Clearly, we need new ways to communicate about the Anthropocene, new perspectives and modes of persuasion that help people see the urgency of our situation, but also that seed hope and inspire action.

I often reflect on a turning point in my children’s worldview. Even when they were quite young, I spoke to them about the environmental challenges we face and the solutions I worked to implement. They listened dutifully, but my wonky monologues fell flat.

Ultimately, the story of the Lorax touched my children’s hearts, awakening them to the environment, igniting their curiosity and passion about protecting our natural world.

Ultimately, a society’s laws and policies change, because the hearts and values of people change.

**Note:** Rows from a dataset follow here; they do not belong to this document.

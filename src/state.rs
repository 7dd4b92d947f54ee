use std::sync::Arc;

/// Per-process state shared with every handler. The core holds no
/// cross-request state; each request re-touches the OS directly.
#[derive(Clone)]
pub struct AppState {
    pub config: Arc<crate::config::Config>,
}

impl AppState {
    pub fn new(config: crate::config::Config) -> Self {
        Self {
            config: Arc::new(config),
        }
    }
}
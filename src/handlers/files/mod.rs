pub mod entry;
pub mod io;
pub mod list;
pub mod upload;

pub use io::{download_file, view_file};
pub use list::list_files;
pub use upload::upload_file;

And art, in all its forms, provides a direct route to people’s hearts, regardless of culture or background.

The environmental movement needs artists and writers of every stripe just as much as it needs lawyers, scientists, and activists.

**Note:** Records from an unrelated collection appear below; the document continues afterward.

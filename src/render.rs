//! Thin presentation layer: turns listing and execution results into the
//! two HTML pages. All dynamic text is escaped here (entry names arrive
//! pre-escaped from `FileEntry` and are not escaped again).

use crate::handlers::exec::CommandResult;
use crate::handlers::files::entry::{FileEntry, MediaKind};
use crate::utils::common::escape_html;
use axum::response::Html;
use std::fmt::Write;
use std::path::Path;
use urlencoding::encode;

const FILE_MANAGER_STYLE: &str = r#"
        body { font-family: Arial, sans-serif; margin: 20px; }
        .header { background-color: #4a6fa5; color: white; padding: 15px; border-radius: 5px; }
        .disk-list { display: flex; gap: 10px; margin: 15px 0; }
        .disk-btn { padding: 5px 10px; background: #e9ecef; border-radius: 3px; text-decoration: none; }
        .disk-btn:hover { background: #d1d7dc; }
        .active-disk { background: #4a6fa5; color: white; }
        table { width: 100%; border-collapse: collapse; margin: 15px 0; }
        th, td { padding: 10px; text-align: left; border-bottom: 1px solid #ddd; }
        th { background-color: #4a6fa5; color: white; }
        .btn { padding: 5px 10px; border: none; border-radius: 3px; text-decoration: none; display: inline-block; margin: 2px; }
        .btn-download { background: #4CAF50; color: white; }
        .btn-view { background: #2196F3; color: white; }
        .btn-upload { background: #2196F3; color: white; }
        .nav-links { margin-top: 20px; }
        .preview-container { margin-top: 20px; }
        .preview-img, .preview-video { max-width: 100%; max-height: 500px; }
        .preview-text { max-width: 100%; height: 500px; overflow: auto; border: 1px solid #ddd; padding: 10px; white-space: pre-wrap; }
"#;

const PREVIEW_SCRIPT: &str = r#"
        function showMedia(id, url) {
            document.getElementById('preview-img').style.display = 'none';
            document.getElementById('preview-video').style.display = 'none';
            document.getElementById('preview-text').style.display = 'none';
            var el = document.getElementById(id);
            el.src = url;
            el.style.display = 'block';
            document.getElementById('preview-container').style.display = 'block';
        }
        function fetchTextFile(url) {
            fetch(url)
                .then(function (response) { return response.text(); })
                .then(function (text) {
                    document.getElementById('preview-img').style.display = 'none';
                    document.getElementById('preview-video').style.display = 'none';
                    var pre = document.getElementById('preview-text');
                    pre.textContent = text;
                    pre.style.display = 'block';
                    document.getElementById('preview-container').style.display = 'block';
                })
                .catch(function (error) { alert('failed to load text file: ' + error); });
        }
"#;

pub fn file_manager_page(path: &Path, entries: &[FileEntry], roots: &[String]) -> Html<String> {
    let path_display = path.to_string_lossy();
    let mut page = String::with_capacity(8192);

    let _ = write!(
        page,
        r#"<!DOCTYPE html>
<html>
<head>
    <title>Mamba File Manager</title>
    <meta http-equiv="Content-Security-Policy" content="default-src 'self'; script-src 'self' 'unsafe-inline'; style-src 'self' 'unsafe-inline'; img-src 'self' data:; media-src 'self'">
    <style>{style}</style>
</head>
<body>
    <div class="header">
        <h1>Mamba File Manager</h1>
        <p>Current path: {path}</p>
    </div>
    <div class="disk-list">
"#,
        style = FILE_MANAGER_STYLE,
        path = escape_html(&path_display),
    );

    for root in roots {
        let active = if path_display.starts_with(root.as_str()) {
            " active-disk"
        } else {
            ""
        };
        // The link keeps the full root path (`C:\`, not the
        // drive-relative `C:`); only the label drops the separator
        let label = root.trim_end_matches('\\');
        let label = if label.is_empty() { root.as_str() } else { label };
        let _ = write!(
            page,
            r#"        <a href="/list?path={href}" class="disk-btn{active}">{label}</a>
"#,
            href = encode(root),
            active = active,
            label = escape_html(label),
        );
    }

    page.push_str(
        r#"    </div>
    <table>
        <tr><th>Name</th><th>Type</th><th>Size</th><th>Actions</th></tr>
"#,
    );

    for entry in entries {
        page.push_str("        <tr><td>");
        let href = encode(&entry.full_path);
        match entry.media_kind {
            MediaKind::Directory => {
                let _ = write!(page, r#"<a href="/list?path={}">{}/</a>"#, href, entry.name);
            }
            MediaKind::Image => {
                let _ = write!(
                    page,
                    r##"<a href="#" onclick="showMedia('preview-img', '/view?path={}')">{}</a>"##,
                    href, entry.name
                );
            }
            MediaKind::Video => {
                let _ = write!(
                    page,
                    r##"<a href="#" onclick="showMedia('preview-video', '/view?path={}')">{}</a>"##,
                    href, entry.name
                );
            }
            MediaKind::Text => {
                let _ = write!(
                    page,
                    r##"<a href="#" onclick="fetchTextFile('/view?path={}')">{}</a>"##,
                    href, entry.name
                );
            }
            MediaKind::Other => page.push_str(&entry.name),
        }
        let _ = write!(
            page,
            "</td><td>{}</td><td>{}</td><td>",
            entry.media_kind.label(),
            entry.size_label
        );
        if !entry.is_dir {
            let _ = write!(
                page,
                r#"<a href="/download?path={}" class="btn btn-download">Download</a>"#,
                href
            );
            if !matches!(entry.media_kind, MediaKind::Other) {
                let _ = write!(
                    page,
                    r#" <a href="/view?path={}" target="_blank" class="btn btn-view">View</a>"#,
                    href
                );
            }
        }
        page.push_str("</td></tr>\n");
    }

    let _ = write!(
        page,
        r#"    </table>
    <div id="preview-container" class="preview-container" style="display:none;">
        <h3>Preview</h3>
        <img id="preview-img" class="preview-img" style="display:none;">
        <video id="preview-video" class="preview-video" controls style="display:none;"></video>
        <pre id="preview-text" class="preview-text" style="display:none;"></pre>
        <button onclick="document.getElementById('preview-container').style.display='none'" class="btn btn-view">Close preview</button>
    </div>
    <h3>Upload file</h3>
    <form action="/upload" method="post" enctype="multipart/form-data">
        <input type="hidden" name="current_path" value="{path}">
        <input type="file" name="file">
        <button type="submit" class="btn btn-upload">Upload</button>
    </form>
    <div class="nav-links">
        <a href="/exec" class="btn btn-view">Go to command executor</a>
    </div>
    <script>{script}</script>
</body>
</html>
"#,
        path = escape_html(&path_display),
        script = PREVIEW_SCRIPT,
    );

    Html(page)
}

const COMMAND_STYLE: &str = r#"
        body { font-family: Arial, sans-serif; margin: 20px; }
        .header { background-color: #6c757d; color: white; padding: 15px; border-radius: 5px; }
        .command-form { margin: 20px 0; }
        .command-output { background: #f8f9fa; padding: 15px; border-radius: 5px; }
        pre { white-space: pre-wrap; }
        .btn { padding: 5px 10px; background: #6c757d; color: white; border: none; border-radius: 3px; text-decoration: none; }
"#;

pub fn command_page(result: Option<&CommandResult>) -> Html<String> {
    let mut page = String::with_capacity(2048);

    let _ = write!(
        page,
        r#"<!DOCTYPE html>
<html>
<head>
    <title>Mamba Command Executor</title>
    <meta http-equiv="Content-Security-Policy" content="default-src 'self'; script-src 'self' 'unsafe-inline'; style-src 'self' 'unsafe-inline'">
    <style>{style}</style>
</head>
<body>
    <div class="header">
        <h1>Mamba Command Executor</h1>
    </div>
    <div class="nav-links">
        <a href="/list" class="btn">Back to file manager</a>
    </div>
    <form action="/exec" method="post" class="command-form">
        <input type="text" name="command" placeholder="Enter command" style="width: 70%; padding: 8px;">
        <button type="submit" class="btn">Execute</button>
    </form>
"#,
        style = COMMAND_STYLE,
    );

    if let Some(result) = result {
        let _ = write!(
            page,
            r#"    <div class="command-output">
        <h3>Result</h3>
        <p><strong>Command:</strong> {command}</p>
        <p><strong>Exit code:</strong> {code}</p>
"#,
            command = escape_html(&result.command),
            code = result.exit_code,
        );
        if !result.stdout.is_empty() {
            let _ = write!(
                page,
                "        <p><strong>Output:</strong></p>\n        <pre>{}</pre>\n",
                escape_html(&result.stdout)
            );
        }
        if !result.stderr.is_empty() {
            let _ = write!(
                page,
                "        <p><strong>Errors:</strong></p>\n        <pre>{}</pre>\n",
                escape_html(&result.stderr)
            );
        }
        page.push_str("    </div>\n");
    }

    page.push_str("</body>\n</html>\n");
    Html(page)
}

#[cfg(test)]
mod tests {
    use super::*;

    #[test]
    fn listing_page_escapes_path_and_links_entries() {
        let entries = vec![
            FileEntry::new("notes.txt", false, "/data/notes.txt".into(), 42),
            FileEntry::new("sub", true, "/data/sub".into(), 0),
        ];
        let Html(page) = file_manager_page(
            Path::new("/data/<x>"),
            &entries,
            &["/".to_string()],
        );

        assert!(page.contains("&lt;x&gt;"));
        assert!(!page.contains("<x>"));
        assert!(page.contains("/download?path=%2Fdata%2Fnotes.txt"));
        assert!(page.contains("/list?path=%2Fdata%2Fsub"));
        assert!(page.contains("42.0 B"));
    }

    #[test]
    fn drive_links_target_the_drive_root_not_the_bare_letter() {
        let Html(page) = file_manager_page(
            Path::new("C:\\data"),
            &[],
            &["C:\\".to_string(), "D:\\".to_string()],
        );

        // Hrefs carry the trailing backslash so resolution hits C:\,
        // never the drive-relative "C:" current directory
        assert!(page.contains("/list?path=C%3A%5C"));
        assert!(page.contains("/list?path=D%3A%5C"));
        assert!(!page.contains("path=C%3A\""));
        // Labels stay letter-only, and the current drive is highlighted
        assert!(page.contains(r#"class="disk-btn active-disk">C:</a>"#));
        assert!(page.contains(r#"class="disk-btn">D:</a>"#));
    }

    #[test]
    fn command_page_escapes_result_fields() {
        let result = CommandResult {
            command: "echo '<hi>'".to_string(),
            stdout: "<hi>\n".to_string(),
            stderr: String::new(),
            exit_code: 0,
        };
        let Html(page) = command_page(Some(&result));
        assert!(page.contains("echo &#x27;&lt;hi&gt;&#x27;"));
        assert!(page.contains("<pre>&lt;hi&gt;\n</pre>"));
        assert!(!page.contains("<hi>"));
        assert!(page.contains("Exit code:</strong> 0"));
    }

    #[test]
    fn idle_command_page_has_no_output_block() {
        let Html(page) = command_page(None);
        assert!(page.contains("Enter command"));
        assert!(!page.contains("command-output"));
    }
}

Because we need to reach people on an emotional level. We need to transport them; help them drop their defenses, identify with others who may be very different; open their minds and hearts to new ideas and possibilities; and illuminate the way forward.

Good stories, poems, and essays have always had that power.

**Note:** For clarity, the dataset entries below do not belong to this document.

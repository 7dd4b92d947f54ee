use std::path::PathBuf;

#[cfg(windows)]
const DEFAULT_ROOT: &str = "D:\\";
#[cfg(not(windows))]
const DEFAULT_ROOT: &str = "/";

#[derive(Debug, Clone)]
pub struct Config {
    /// Listening port (the server binds 0.0.0.0)
    pub port: u16,

    /// Default root directory shown when no path is requested
    pub root_dir: PathBuf,

    /// Basic-auth credential pair, shared by every request
    pub username: String,
    pub password: String,
}

impl Config {
    pub fn load() -> Self {
        Self::from_sources(std::env::args())
    }

    /// Environment first, then `--flag=value` overrides from `args`.
    fn from_sources(args: impl Iterator<Item = String>) -> Self {
        let mut port: u16 = std::env::var("PORT")
            .ok()
            .and_then(|s| s.parse().ok())
            .unwrap_or(81);
        let mut root_dir = PathBuf::from(
            std::env::var("ROOT_DIR").unwrap_or_else(|_| DEFAULT_ROOT.to_string()),
        );
        let mut username =
            std::env::var("ADMIN_USER").unwrap_or_else(|_| "admin".to_string());
        let mut password = std::env::var("ADMIN_PASS").ok();

        for arg in args {
            if arg.starts_with("--port=") {
                if let Ok(p) = arg.trim_start_matches("--port=").parse::<u16>() {
                    port = p;
                }
            } else if arg.starts_with("--root=") {
                root_dir = PathBuf::from(arg.trim_start_matches("--root="));
            } else if arg.starts_with("--user=") {
                username = arg.trim_start_matches("--user=").to_string();
            } else if arg.starts_with("--pass=") {
                password = Some(arg.trim_start_matches("--pass=").to_string());
            }
        }

        let password = match password {
            Some(p) => {
                let masked = if p.len() > 4 {
                    format!("{}****", &p[..2])
                } else {
                    "****".to_string()
                };
                println!("Password loaded from environment/args: {}", masked);
                p
            }
            None => {
                let generated = crate::utils::common::generate_password();
                println!(
                    "No password provided. Generated temporary password: {}",
                    generated
                );
                generated
            }
        };

        Config {
            port,
            root_dir,
            username,
            password,
        }
    }

    /// Default destination for uploads when the form carries no directory.
    pub fn upload_dir(&self) -> PathBuf {
        self.root_dir.join("uploads")
    }
}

This new world we inhabit, the Anthropocene, is hard to fathom. The speed and scale of change are disorienting. The stakes are now too high to ignore. The future of humanity—and all life on Earth—is in our hands. We need to reset our relationship with nature—so that we appreciate it for its intrinsic value, as well as its connection to our health, economy, and communities.

In recent years, progressive organizations of all kinds have come closer together, realizing that the problems we work to solve intersect and compound. Collaboration increases our odds of success.

The same is true across disciplines: poets and scientists, essayists and environmental lawyers, storytellers and policy experts. Working together, we stand a better chance of steering away from catastrophe in the Anthropocene and toward the light.


Manish Bapna is the president and CEO of NRDC (Natural Resources Defense Council). NRDC is the generous sponsor of Orion‘s Summer 2022 issue, for which this essay was the preface.  

Comments

  1. This is an extraodinary perpective thanks !

  2. This is spot on. The arts reach us in ways that no policy paper, spreadsheet or philosophical treatise possibly could. The arts speak the actual language of nature: the qualitative, sensory and emotive experience from which we (and all living things) weave our values and meanings. But we can’t make our ecological art withour embodied contact with the greater-than-human world. If we can let go of our human narratives and actually listen to what the living world is saying, we might find that it can teach us what we need to do. Then our art will be sourced in the greater web of life, and we can move from protecting nature or appreciating nature to actively participating in nature as part of her self-sustaining processes.

  3. Great article. Manish says it so well. Thank you!

  4. Yes, stories, art, performance, music grip us in inexplicable ways and evoke change. That is why I started a public humanities site to showcase how people express their relationship with water via a particular art form.
    The Art of Water shares the sentiment that art matters.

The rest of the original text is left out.